Assigned task: Each record is to be given again precisely as written.

Data items
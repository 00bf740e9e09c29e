//! UI components.

pub mod calendar_page;
pub mod calendar_view;
pub mod dashboard;
pub mod day_detail;
pub mod decision_panel;
pub mod delete_confirm_button;
pub mod edit_modal;
pub mod item_card;
pub mod lists_page;
pub mod progress_bar;
pub mod quick_nav;
pub mod toast_stack;

pub use calendar_page::CalendarPage;
pub use calendar_view::CalendarView;
pub use dashboard::Dashboard;
pub use day_detail::DayDetail;
pub use decision_panel::DecisionPanel;
pub use delete_confirm_button::DeleteConfirmButton;
pub use edit_modal::{EditModal, EditTarget};
pub use item_card::ItemCard;
pub use lists_page::ListsPage;
pub use progress_bar::ProgressBar;
pub use quick_nav::QuickNav;
pub use toast_stack::ToastStack;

Answer to the exercise:
repository 00bf740e9e09c29e
//! UI components.

pub mod calendar_page;
pub mod calendar_view;
pub mod dashboard;
pub mod day_detail;
pub mod decision_panel;
pub mod delete_confirm_button;
pub mod edit_modal;
pub mod item_card;
pub mod lists_page;
pub mod progress_bar;
pub mod quick_nav;
pub mod toast_stack;

pub use calendar_page::CalendarPage;
pub use calendar_view::CalendarView;
pub use dashboard::Dashboard;
pub use day_detail::DayDetail;
pub use decision_panel::DecisionPanel;
pub use delete_confirm_button::DeleteConfirmButton;
pub use edit_modal::{EditModal, EditTarget};
pub use item_card::ItemCard;
pub use lists_page::ListsPage;
pub use progress_bar::ProgressBar;
pub use quick_nav::QuickNav;
pub use toast_stack::ToastStack;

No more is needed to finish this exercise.